仮面ネーチャーに連絡する。どちらとも連絡が取れない。夢月にも連絡する。
『コノハにてハウンドちゃんと移動中。合流したいです』
なにがハウンドちゃんだ。並べば妹に見られるくせに。胸は勝るけど。
スカシバレッドも海へでる。
ティアラが無いことに気づいた。飾りだけかと思ったが、レイヴンレッドのソードから守ってくれた。代わりにモスウォッチがある。

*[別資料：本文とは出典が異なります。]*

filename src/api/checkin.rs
use axum::{
    extract::{Query, State},
    routing::{get, post},
    Json, Router,
};
use chrono::{DateTime, Utc};
use serde::{Deserialize, Serialize};
use uuid::Uuid;

use crate::api::middleware::session::AppState;
use crate::error::Result;
use crate::models::member::Member;
use crate::services::admission::AdmissionResult;

#[derive(Debug, Deserialize)]
pub struct ScanRequest {
    pub code: String,
}

#[derive(Debug, Serialize)]
pub struct ScanResponse {
    pub success: bool,
    pub reason: String,
    pub message: String,
    #[serde(skip_serializing_if = "Option::is_none")]
    pub member: Option<ScanMemberView>,
    #[serde(skip_serializing_if = "Option::is_none")]
    pub checked_in_at: Option<DateTime<Utc>>,
}

#[derive(Debug, Serialize)]
pub struct ScanMemberView {
    pub id: Uuid,
    pub full_name: String,
    pub phone: String,
    pub image_url: Option<String>,
}

impl From<Member> for ScanMemberView {
    fn from(member: Member) -> Self {
        Self {
            id: member.id,
            full_name: member.full_name,
            phone: member.phone,
            image_url: member.image_url,
        }
    }
}

impl From<AdmissionResult> for ScanResponse {
    fn from(result: AdmissionResult) -> Self {
        Self {
            success: result.allowed,
            reason: result.reason.code().to_string(),
            message: result.reason.message().to_string(),
            member: result.member.map(ScanMemberView::from),
            checked_in_at: result.checked_in_at,
        }
    }
}

#[derive(Debug, Deserialize)]
pub struct CandidateParams {
    pub query: String,
}

/// The scanner endpoint. Policy denials and not-found come back as
/// definitive deny responses; only unexpected storage faults map to the
/// generic SYSTEM_ERROR denial.
async fn scan(
    State(state): State<AppState>,
    Json(request): Json<ScanRequest>,
) -> Json<ScanResponse> {
    match state.engine.admit(&request.code).await {
        Ok(result) => Json(ScanResponse::from(result)),
        Err(e) => {
            tracing::error!(error = %e, "Admission failed with a system error");
            Json(ScanResponse {
                success: false,
                reason: "SYSTEM_ERROR".to_string(),
                message: "System error, please try again.".to_string(),
                member: None,
                checked_in_at: None,
            })
        }
    }
}

/// Optional pre-step for the front desk: fuzzy name/phone search that
/// returns candidates for the operator to pick from before re-invoking
/// the single-identifier scan.
async fn search_candidates(
    State(state): State<AppState>,
    Query(params): Query<CandidateParams>,
) -> Result<Json<Vec<ScanMemberView>>> {
    let members = Member::search_candidates(&state.pool, params.query.trim(), 10).await?;
    Ok(Json(members.into_iter().map(ScanMemberView::from).collect()))
}

pub fn router() -> Router<AppState> {
    Router::new()
        .route("/checkin", post(scan))
        .route("/checkin/search", get(search_candidates))
}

月が興奮している。近づくと、ハウンドちゃんが攻撃されるかもしれない
なので、先にウィローブルーとネンドクンを倒す。いまは仮面ネーチャーとリベンジグレイが戦っている
彼女に律は効かなかった。でも鉄槌と城壁は通用された。
リーガルエボニーは空を飛べないので、隊長と一緒にいる。それだけが救い
スカシバレッドはスパローにきつめに言う。こいつはハウンドが怖がらぬようにと速度を落としている。戦場にやましい心を持ち込みやがって。

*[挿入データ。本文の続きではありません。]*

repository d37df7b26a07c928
use sqlx::{postgres::PgPoolOptions, PgPool};
use std::time::Duration;

pub async fn create_pool(database_url: &str) -> Result<PgPool, sqlx::Error> {
    PgPoolOptions::new()
        .max_connections(20)
        .acquire_timeout(Duration::from_secs(3))
        .connect(database_url)
        .await
}

pub async fn run_migrations(pool: &PgPool) -> Result<(), sqlx::Error> {
    sqlx::migrate!("./migrations")
        .run(pool)
        .await
        .map_err(|e| sqlx::Error::Migrate(Box::new(e)))
}
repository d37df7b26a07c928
// Library exports for testing and modular access

pub mod api;
pub mod config;
pub mod db;
pub mod error;
pub mod jobs;
pub mod models;
pub mod services;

戦友は俺が伝えたいことに気づくけど、なにがスパ君だ。スカシバレッドは説教してやろうと思ったが、アグルさんから連絡がきた。
『平塚のゴルフ場から二宮の集落を横断して、現在は中井の大規模なソーラー発電所近辺にいる。ウィローブルーは柳のようにかわしながら逃げている。
おそらくハデスブラックたちと合流するのが目的だろうが、僕たちがエナジーを消費して合体できなくなるのも狙っている。だから、現在はフィジカル合体を解除している。
ネンドクンはウィローブルーに付き従っている。こいつは人以外にも擬態できるから厄介だが、レベル100程度の力しかない』
中井? そんな町があったのか。駅伝でも聞いたことない。仮面ネーチャーの端末で調べよう。
『……。
八時間らしいが、さすがにそんな長時間は君でも変身できないだろうな。
彼女は善の心が悪の心を凌駕した』
花鳥風樹と出会ったからだ。だからマントを手放せたからだ。もはや落窪さんは俺たち以上の正義の味方だ。
丘の一角が黒いパネルで埋め尽くされ、満月の光を反射させていた。あそこが戦いのセカンドステージだ。
ソーラーパネルの破壊音が響く。再び戦闘が始まったようだ。二人を上空に待機させて、スカシバレッドが先行して降りる。人工建造物の無言の群れが満月を眺めている。
まじっすか。お約束の声が聞こえた。空中で動けなくなる。
警戒もせずにのこのこと……。こいつはエナジーを消費して解除する。ネンドクン、早く倒してくれ
黒いパネルに根を張るように、柳の化け物が呆れながら俺を見上げていた。さすがに俺を手籠めにする余裕はなさげ。
ネンドクンの背に羽根が生える。鹿角を高速回転させながら俺へと飛んでくる。
絶妙な掛け声の叫びとともに瑠璃色の巨人が現れる。同時に。
「「やはりこいつを先に倒さないとな。スカシバレッド、見事な陽動作戦だった。君は言霊を解除できたよな」」
絶妙なハモりで褒められるが、意図したわけでないし、エナジーを消費して抜けだしたくない。戦いの第二ラウンドは始まったばかりだし、死ぬと太平洋上空に送りこまれる。今回だけは命を大事にしないとならない。かと言って、このまま身動きできないし、どうしよう。
美麗の女性がソードを両手に持ち、俺へと襲いかかる。
恨みを込めた寸止めだ。補助攻撃だけを斬った。――もちろん布理冥尊への恨みだ
リベンジグレイが言うけど、てっきり藍菜を轢いた俺への恨みと勘違いした。
とにかく俺は再び動ける
柳の化け物が口から濁流を空へと吐きだす。岩混じりだ。
スパローピンクも降りてこい。こいつらを四方から囲む
……やはり夜桜がいるのか。
敵にまわると、何よりも最悪だな
ウィローブルーがさらりとかわすので、またソーラーパネルを割ってしまった。
ネンドクンは光を避けられない。体に吸収するけど、
やはり、こいつはレベルが落ちている。俺ひとりだろうと敵でない。
柚香を連れ去ろうとして、俺の部屋を壊しかけた元本部の化け物に、恨みのXを当てまくる。